§ Work instruction: Set down all of the records exactly, leaving none out.

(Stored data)
# # # #

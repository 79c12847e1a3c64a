use crate::StoreError;
use std::fs;
use std::path::{Path, PathBuf};
use tracing::{debug, warn};

/// Direct children of `dir`, sorted by path.
pub fn list_children(dir: &Path) -> Result<Vec<PathBuf>, StoreError> {
    let mut children = Vec::new();
    for entry in fs::read_dir(dir)? {
        children.push(entry?.path());
    }
    children.sort();
    Ok(children)
}

/// Recursively copy `src` into a new directory `dst`.
///
/// `dst` must not exist. A partially written copy is removed on failure.
pub fn copy_dir_all(src: &Path, dst: &Path) -> Result<usize, StoreError> {
    if dst.exists() {
        return Err(StoreError::Io(std::io::Error::new(
            std::io::ErrorKind::AlreadyExists,
            format!("{} already exists", dst.display()),
        )));
    }
    fs::create_dir_all(dst)?;
    let mut count = 0;
    if let Err(e) = copy_recursive(src, dst, &mut count) {
        if let Err(cleanup) = fs::remove_dir_all(dst) {
            warn!("failed to remove partial copy {}: {cleanup}", dst.display());
        }
        return Err(e);
    }
    debug!("copied {count} files from {} to {}", src.display(), dst.display());
    Ok(count)
}

fn copy_recursive(src: &Path, dst: &Path, count: &mut usize) -> Result<(), StoreError> {
    for entry in fs::read_dir(src)? {
        let entry = entry?;
        let src_path = entry.path();
        let dst_path = dst.join(entry.file_name());

        if entry.file_type()?.is_dir() {
            fs::create_dir_all(&dst_path)?;
            copy_recursive(&src_path, &dst_path, count)?;
        } else {
            fs::copy(&src_path, &dst_path)?;
            *count += 1;
        }
    }
    Ok(())
}

/// Move a file or directory, falling back to copy + remove when a plain
/// rename is not possible (e.g. across filesystems).
pub fn move_path(src: &Path, dst: &Path) -> Result<(), StoreError> {
    if dst.exists() {
        return Err(StoreError::Io(std::io::Error::new(
            std::io::ErrorKind::AlreadyExists,
            format!("{} already exists", dst.display()),
        )));
    }
    match fs::rename(src, dst) {
        Ok(()) => Ok(()),
        Err(e) => {
            debug!("rename {} failed ({e}), copying instead", src.display());
            if src.is_dir() {
                copy_dir_all(src, dst)?;
            } else {
                fs::copy(src, dst)?;
            }
            remove_path(src)
        }
    }
}

/// Remove a file or directory tree. Missing paths are not an error.
pub fn remove_path(path: &Path) -> Result<(), StoreError> {
    match fs::symlink_metadata(path) {
        Ok(meta) if meta.is_dir() => fs::remove_dir_all(path)?,
        Ok(_) => fs::remove_file(path)?,
        Err(e) if e.kind() == std::io::ErrorKind::NotFound => {}
        Err(e) => return Err(e.into()),
    }
    Ok(())
}
use super::{json_pretty, resolve_vm, run_busy, spin_fail, spin_ok, spinner, EXIT_SUCCESS};
use hangar_bundle::{DriveInterface, ImageType};
use hangar_core::{DriveRequest, Registry};
use std::path::{Path, PathBuf};

pub fn add(
    registry: &Registry,
    input: &str,
    size_mib: i64,
    removable: bool,
    cd: bool,
    interface: Option<&str>,
    json: bool,
) -> Result<u8, String> {
    let vm = resolve_vm(registry, input)?;
    let interface = interface
        .map(str::parse::<DriveInterface>)
        .transpose()?;
    let image_type = if cd { ImageType::Cd } else { ImageType::Disk };
    let request = DriveRequest {
        removable,
        size_mib,
        image_type,
        interface,
    };
    let path = saved_path(&vm)?;

    let pb = (!json).then(|| spinner(&format!("adding drive to '{}'...", vm.name())));
    let result = run_busy(registry, move |r| {
        let mut vm = vm;
        r.create_drive(&request, &mut vm)?;
        r.save(&mut vm)
    });
    finish(registry, &path, pb.as_ref(), result, "drive added", json)
}

pub fn remove(registry: &Registry, input: &str, index: usize, json: bool) -> Result<u8, String> {
    let mut vm = resolve_vm(registry, input)?;
    // The image goes only once the configuration no longer references it.
    let drive = registry
        .detach_drive(index, &mut vm)
        .map_err(|e| e.to_string())?;
    registry.save(&mut vm).map_err(|e| e.to_string())?;
    registry
        .delete_drive_image(&drive, &vm.images_dir())
        .map_err(|e| e.to_string())?;

    if json {
        println!("{}", json_pretty(&drive)?);
    } else {
        let image = drive.image_name.as_deref().unwrap_or("(empty)");
        println!("removed drive [{index}] {image} from '{}'", vm.name());
    }
    Ok(EXIT_SUCCESS)
}

pub fn import(
    registry: &Registry,
    input: &str,
    file: &Path,
    copy: bool,
    json: bool,
) -> Result<u8, String> {
    let vm = resolve_vm(registry, input)?;
    let path = saved_path(&vm)?;
    let source = file.to_path_buf();

    let verb = if copy { "copying" } else { "moving" };
    let pb = (!json).then(|| spinner(&format!("{verb} {}...", file.display())));
    let result = run_busy(registry, move |r| {
        let mut vm = vm;
        r.import_drive(&source, &mut vm, copy)?;
        r.save(&mut vm)
    });
    finish(registry, &path, pb.as_ref(), result, "image imported", json)
}

fn saved_path(vm: &hangar_core::VmHandle) -> Result<PathBuf, String> {
    vm.path()
        .map(Path::to_path_buf)
        .ok_or_else(|| format!("VM '{}' has not been saved yet", vm.name()))
}

fn finish(
    registry: &Registry,
    path: &Path,
    pb: Option<&indicatif::ProgressBar>,
    result: Result<(), String>,
    done: &str,
    json: bool,
) -> Result<u8, String> {
    if let Err(e) = result {
        if let Some(pb) = pb {
            spin_fail(pb, "drive operation failed");
        }
        return Err(e);
    }

    let vm = registry
        .find(path)
        .ok_or_else(|| format!("{} is no longer listed", path.display()))?;
    if let Some(pb) = pb {
        spin_ok(pb, done);
    }
    if json {
        println!("{}", json_pretty(&vm.config().drives)?);
    } else if let Some(d) = vm.config().drives.last() {
        let image = d.image_name.as_deref().unwrap_or("(empty)");
        println!(
            "  [{}] {} {} {image}",
            vm.config().drives.len() - 1,
            d.image_type,
            d.interface
        );
    }
    Ok(EXIT_SUCCESS)
}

# # # #

§ Written response:
repository 79c12847e1a3c64a
use crate::StoreError;
use std::fs;
use std::path::{Path, PathBuf};
use tracing::{debug, warn};

/// Direct children of `dir`, sorted by path.
pub fn list_children(dir: &Path) -> Result<Vec<PathBuf>, StoreError> {
    let mut children = Vec::new();
    for entry in fs::read_dir(dir)? {
        children.push(entry?.path());
    }
    children.sort();
    Ok(children)
}

/// Recursively copy `src` into a new directory `dst`.
///
/// `dst` must not exist. A partially written copy is removed on failure.
pub fn copy_dir_all(src: &Path, dst: &Path) -> Result<usize, StoreError> {
    if dst.exists() {
        return Err(StoreError::Io(std::io::Error::new(
            std::io::ErrorKind::AlreadyExists,
            format!("{} already exists", dst.display()),
        )));
    }
    fs::create_dir_all(dst)?;
    let mut count = 0;
    if let Err(e) = copy_recursive(src, dst, &mut count) {
        if let Err(cleanup) = fs::remove_dir_all(dst) {
            warn!("failed to remove partial copy {}: {cleanup}", dst.display());
        }
        return Err(e);
    }
    debug!("copied {count} files from {} to {}", src.display(), dst.display());
    Ok(count)
}

fn copy_recursive(src: &Path, dst: &Path, count: &mut usize) -> Result<(), StoreError> {
    for entry in fs::read_dir(src)? {
        let entry = entry?;
        let src_path = entry.path();
        let dst_path = dst.join(entry.file_name());

        if entry.file_type()?.is_dir() {
            fs::create_dir_all(&dst_path)?;
            copy_recursive(&src_path, &dst_path, count)?;
        } else {
            fs::copy(&src_path, &dst_path)?;
            *count += 1;
        }
    }
    Ok(())
}

/// Move a file or directory, falling back to copy + remove when a plain
/// rename is not possible (e.g. across filesystems).
pub fn move_path(src: &Path, dst: &Path) -> Result<(), StoreError> {
    if dst.exists() {
        return Err(StoreError::Io(std::io::Error::new(
            std::io::ErrorKind::AlreadyExists,
            format!("{} already exists", dst.display()),
        )));
    }
    match fs::rename(src, dst) {
        Ok(()) => Ok(()),
        Err(e) => {
            debug!("rename {} failed ({e}), copying instead", src.display());
            if src.is_dir() {
                copy_dir_all(src, dst)?;
            } else {
                fs::copy(src, dst)?;
            }
            remove_path(src)
        }
    }
}

/// Remove a file or directory tree. Missing paths are not an error.
pub fn remove_path(path: &Path) -> Result<(), StoreError> {
    match fs::symlink_metadata(path) {
        Ok(meta) if meta.is_dir() => fs::remove_dir_all(path)?,
        Ok(_) => fs::remove_file(path)?,
        Err(e) if e.kind() == std::io::ErrorKind::NotFound => {}
        Err(e) => return Err(e.into()),
    }
    Ok(())
}
use super::{json_pretty, resolve_vm, run_busy, spin_fail, spin_ok, spinner, EXIT_SUCCESS};
use hangar_bundle::{DriveInterface, ImageType};
use hangar_core::{DriveRequest, Registry};
use std::path::{Path, PathBuf};

pub fn add(
    registry: &Registry,
    input: &str,
    size_mib: i64,
    removable: bool,
    cd: bool,
    interface: Option<&str>,
    json: bool,
) -> Result<u8, String> {
    let vm = resolve_vm(registry, input)?;
    let interface = interface
        .map(str::parse::<DriveInterface>)
        .transpose()?;
    let image_type = if cd { ImageType::Cd } else { ImageType::Disk };
    let request = DriveRequest {
        removable,
        size_mib,
        image_type,
        interface,
    };
    let path = saved_path(&vm)?;

    let pb = (!json).then(|| spinner(&format!("adding drive to '{}'...", vm.name())));
    let result = run_busy(registry, move |r| {
        let mut vm = vm;
        r.create_drive(&request, &mut vm)?;
        r.save(&mut vm)
    });
    finish(registry, &path, pb.as_ref(), result, "drive added", json)
}

pub fn remove(registry: &Registry, input: &str, index: usize, json: bool) -> Result<u8, String> {
    let mut vm = resolve_vm(registry, input)?;
    // The image goes only once the configuration no longer references it.
    let drive = registry
        .detach_drive(index, &mut vm)
        .map_err(|e| e.to_string())?;
    registry.save(&mut vm).map_err(|e| e.to_string())?;
    registry
        .delete_drive_image(&drive, &vm.images_dir())
        .map_err(|e| e.to_string())?;

    if json {
        println!("{}", json_pretty(&drive)?);
    } else {
        let image = drive.image_name.as_deref().unwrap_or("(empty)");
        println!("removed drive [{index}] {image} from '{}'", vm.name());
    }
    Ok(EXIT_SUCCESS)
}

pub fn import(
    registry: &Registry,
    input: &str,
    file: &Path,
    copy: bool,
    json: bool,
) -> Result<u8, String> {
    let vm = resolve_vm(registry, input)?;
    let path = saved_path(&vm)?;
    let source = file.to_path_buf();

    let verb = if copy { "copying" } else { "moving" };
    let pb = (!json).then(|| spinner(&format!("{verb} {}...", file.display())));
    let result = run_busy(registry, move |r| {
        let mut vm = vm;
        r.import_drive(&source, &mut vm, copy)?;
        r.save(&mut vm)
    });
    finish(registry, &path, pb.as_ref(), result, "image imported", json)
}

fn saved_path(vm: &hangar_core::VmHandle) -> Result<PathBuf, String> {
    vm.path()
        .map(Path::to_path_buf)
        .ok_or_else(|| format!("VM '{}' has not been saved yet", vm.name()))
}

fn finish(
    registry: &Registry,
    path: &Path,
    pb: Option<&indicatif::ProgressBar>,
    result: Result<(), String>,
    done: &str,
    json: bool,
) -> Result<u8, String> {
    if let Err(e) = result {
        if let Some(pb) = pb {
            spin_fail(pb, "drive operation failed");
        }
        return Err(e);
    }

    let vm = registry
        .find(path)
        .ok_or_else(|| format!("{} is no longer listed", path.display()))?;
    if let Some(pb) = pb {
        spin_ok(pb, done);
    }
    if json {
        println!("{}", json_pretty(&vm.config().drives)?);
    } else if let Some(d) = vm.config().drives.last() {
        let image = d.image_name.as_deref().unwrap_or("(empty)");
        println!(
            "  [{}] {} {} {image}",
            vm.config().drives.len() - 1,
            d.image_type,
            d.interface
        );
    }
    Ok(EXIT_SUCCESS)
}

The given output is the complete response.